Currently freight and logistics account for around 8.6% of GDP. But their impact extends far beyond this, affecting almost all goods and many services.
Logistics are foundational to the productivity revival – not just as a business issue, but a national productivity lever and a capability that can bottleneck growth. Inefficient or weak freight infrastructure will see every other reform on the table deliver below its potential. Without it, gains in AI, net zero, or the workforce will fall short.
As other avenues of logistics become less reliable, less cost effective or less accessible, freight logistics in particular has become the circulatory system of the Australian economy.
The Productivity Commission has highlighted the impact of demographic and energy shifts, and freight logistics is not exempt. Several headwinds beleaguer our system, including an ageing driver workforce, rising energy costs, fragmentation, a heavy carbon footprint and analogue processes.
But effective usage of technology and data can address or offset these issues, boosting the sector’s resilience, lowering costs and slashing emissions.

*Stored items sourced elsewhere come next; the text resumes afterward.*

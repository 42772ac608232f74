//! Client side of a chatroom: the RPC operations on the hosting chat node
//! and the subscription byte stream.

use crate::errors::ClientError;
use parley_types::api::{
    ChatRequest, ChatroomResponse, JoinChatroomRequest, LeaveChatroomRequest,
};
use parley_types::{Response, ROOM_CLOSED_SENTINEL};
use std::time::Duration;
use tokio::io::{AsyncBufReadExt, AsyncWriteExt, BufReader};
use tokio::net::TcpStream;
use tokio::sync::mpsc;
use tracing::debug;

/// Typed client for a chat node's user surface, addressed from a
/// placement returned by the coordinator.
#[derive(Clone)]
pub struct ChatNodeClient {
    http: reqwest::Client,
    base_url: String,
}

impl ChatNodeClient {
    pub fn from_placement(placement: &ChatroomResponse) -> Self {
        Self::new(format!("http://{}:{}", placement.host, placement.rpc_port))
    }

    pub fn new(base_url: impl Into<String>) -> Self {
        let http = reqwest::Client::builder()
            .timeout(Duration::from_secs(10))
            .build()
            .unwrap_or_default();
        Self {
            http,
            base_url: base_url.into(),
        }
    }

    pub async fn join(&self, chatroom: &str, username: &str) -> Result<Response, ClientError> {
        let response = self
            .http
            .post(format!("{}/rooms/join", self.base_url))
            .json(&JoinChatroomRequest {
                chatroom: chatroom.to_string(),
                username: username.to_string(),
            })
            .send()
            .await?
            .error_for_status()?
            .json()
            .await?;
        Ok(response)
    }

    pub async fn leave(&self, chatroom: &str, username: &str) -> Result<Response, ClientError> {
        let response = self
            .http
            .post(format!("{}/rooms/leave", self.base_url))
            .json(&LeaveChatroomRequest {
                chatroom: chatroom.to_string(),
                username: username.to_string(),
            })
            .send()
            .await?
            .error_for_status()?
            .json()
            .await?;
        Ok(response)
    }

    /// Publishes a message; returns once the line is fanned out and
    /// durably logged.
    pub async fn chat(
        &self,
        chatroom: &str,
        username: &str,
        message: &str,
    ) -> Result<Response, ClientError> {
        let response = self
            .http
            .post(format!("{}/rooms/chat", self.base_url))
            .json(&ChatRequest {
                chatroom: chatroom.to_string(),
                username: username.to_string(),
                message: message.to_string(),
            })
            .send()
            .await?
            .error_for_status()?
            .json()
            .await?;
        Ok(response)
    }
}

/// What the receive side of a subscription yields.
#[derive(Debug, Clone, PartialEq, Eq)]
pub enum RoomEvent {
    /// One formatted message line, `<sender> >> <text>`.
    Message(String),
    /// The room-closed sentinel: the chatroom was deleted.
    Closed,
    /// The stream ended without the sentinel; the chat node is presumed
    /// dead and `reestablishChatroom` is in order.
    Disconnected,
}

/// The subscription byte stream. A background task reads lines into an
/// event channel; dropping the stream aborts the task and closes the
/// socket, which is how the chat node learns the subscriber is gone.
pub struct RoomStream {
    events: mpsc::UnboundedReceiver<RoomEvent>,
    reader_task: tokio::task::JoinHandle<()>,
}

impl RoomStream {
    /// Connects to `host:tcp_port`, performs the `chatroom:username`
    /// handshake, and starts the receive task.
    pub async fn connect(
        host: &str,
        tcp_port: u16,
        chatroom: &str,
        username: &str,
    ) -> Result<Self, ClientError> {
        let mut stream = TcpStream::connect((host, tcp_port)).await?;
        stream
            .write_all(format!("{}:{}\n", chatroom, username).as_bytes())
            .await?;

        let mut reader = BufReader::new(stream);
        let mut line = String::new();
        if reader.read_line(&mut line).await? == 0 {
            return Err(ClientError::HandshakeEof);
        }
        if line.trim_end_matches(['\r', '\n']) != "success" {
            return Err(ClientError::HandshakeRejected);
        }

        let (tx, events) = mpsc::unbounded_channel();
        let reader_task = tokio::spawn(async move {
            let mut line = String::new();
            loop {
                line.clear();
                match reader.read_line(&mut line).await {
                    Ok(0) | Err(_) => {
                        let _ = tx.send(RoomEvent::Disconnected);
                        return;
                    }
                    Ok(_) => {
                        let text = line.trim_end_matches(['\r', '\n']);
                        if text == ROOM_CLOSED_SENTINEL {
                            debug!("room-closed sentinel received");
                            let _ = tx.send(RoomEvent::Closed);
                            return;
                        }
                        if tx.send(RoomEvent::Message(text.to_string())).is_err() {
                            return;
                        }
                    }
                }
            }
        });

        Ok(Self {
            events,
            reader_task,
        })
    }

    /// Next event from the stream; `Disconnected` once the receive task
    /// has ended.
    pub async fn next_event(&mut self) -> RoomEvent {
        self.events.recv().await.unwrap_or(RoomEvent::Disconnected)
    }
}

impl Drop for RoomStream {
    fn drop(&mut self) {
        self.reader_task.abort();
    }
}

Tech platforms can match goods loads to truck capacity – cutting empty kilometres, directly lowering costs and emissions, and improving the resilience of small freight businesses.

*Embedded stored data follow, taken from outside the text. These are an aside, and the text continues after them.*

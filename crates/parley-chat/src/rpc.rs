//! Thin client for the coordinator surfaces a chat node calls.

use crate::errors::ChatNodeError;
use parley_types::api::{
    LogMessageRequest, RegisterChatNodeRequest, RegisterResponse, ServerTimeResponse,
};
use parley_types::Response;
use std::time::Duration;

#[derive(Clone)]
pub struct CoordinatorClient {
    http: reqwest::Client,
    base_url: String,
}

impl CoordinatorClient {
    pub fn new(base_url: impl Into<String>) -> Self {
        let http = reqwest::Client::builder()
            .timeout(Duration::from_secs(5))
            .build()
            .unwrap_or_default();
        Self {
            http,
            base_url: base_url.into(),
        }
    }

    pub async fn register_chat_node(
        &self,
        request: &RegisterChatNodeRequest,
    ) -> Result<RegisterResponse, ChatNodeError> {
        let response = self
            .http
            .post(format!("{}/register/chat", self.base_url))
            .json(request)
            .send()
            .await?
            .error_for_status()?
            .json()
            .await?;
        Ok(response)
    }

    pub async fn log_chat_message(
        &self,
        chatroom: &str,
        line: &str,
    ) -> Result<Response, ChatNodeError> {
        let response = self
            .http
            .post(format!("{}/log", self.base_url))
            .json(&LogMessageRequest {
                chatroom: chatroom.to_string(),
                line: line.to_string(),
            })
            .send()
            .await?
            .error_for_status()?
            .json()
            .await?;
        Ok(response)
    }

    pub async fn server_time(&self) -> Result<ServerTimeResponse, ChatNodeError> {
        let response = self
            .http
            .get(format!("{}/time", self.base_url))
            .send()
            .await?
            .error_for_status()?
            .json()
            .await?;
        Ok(response)
    }
}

Realtime data and AI use enables route and load optimisation. Consolidating freight and honing routes saves fuel, congestion and delivery issues.
The energy transition offers gains here as much as any sector. The coordinated adoption of low-emission fuels including biofuels, hydrogen, and electric heavy vehicles, would put a huge dent in the 4% of Australia’s emissions that come directly from trucks. But this transition requires scale across national logistics; and only addressing fragmentation and inefficiencies with technology will make it possible.
Tech can boost sector resilience too, with data sharing offering visibility over fragmentated supply chains, allowing for smarter allocation of capacity during disruptions like floods and port delays. These advancements will keep the economy moving, future-proofing logistics against extreme weather, rail outages, and even geopolitical impacts.
These advancements aren’t pipe dreams. Recent innovations show productivity gains are consummately achievable. Larger vehicles with shared loads, electric vehicles, carbon analytics reporting, and hydrogen ‘highways’ have all been introduced by operators in recent years.
Freight efficiency is a primary pillar of Australia’s productivity future and it is essential that it be embedded in any reform agenda, alongside other key national infrastructure. Without it, every other reform will deliver less.
In collaboration, industry, government, and tech-powered operators can build a resilient national supply chain that enables growth and economic improvements.
The urgency of a productivity revival to Australia’s future is clear, and logistics is not an optional component. Efficient logistics are essential to lifting living standards in the decade ahead.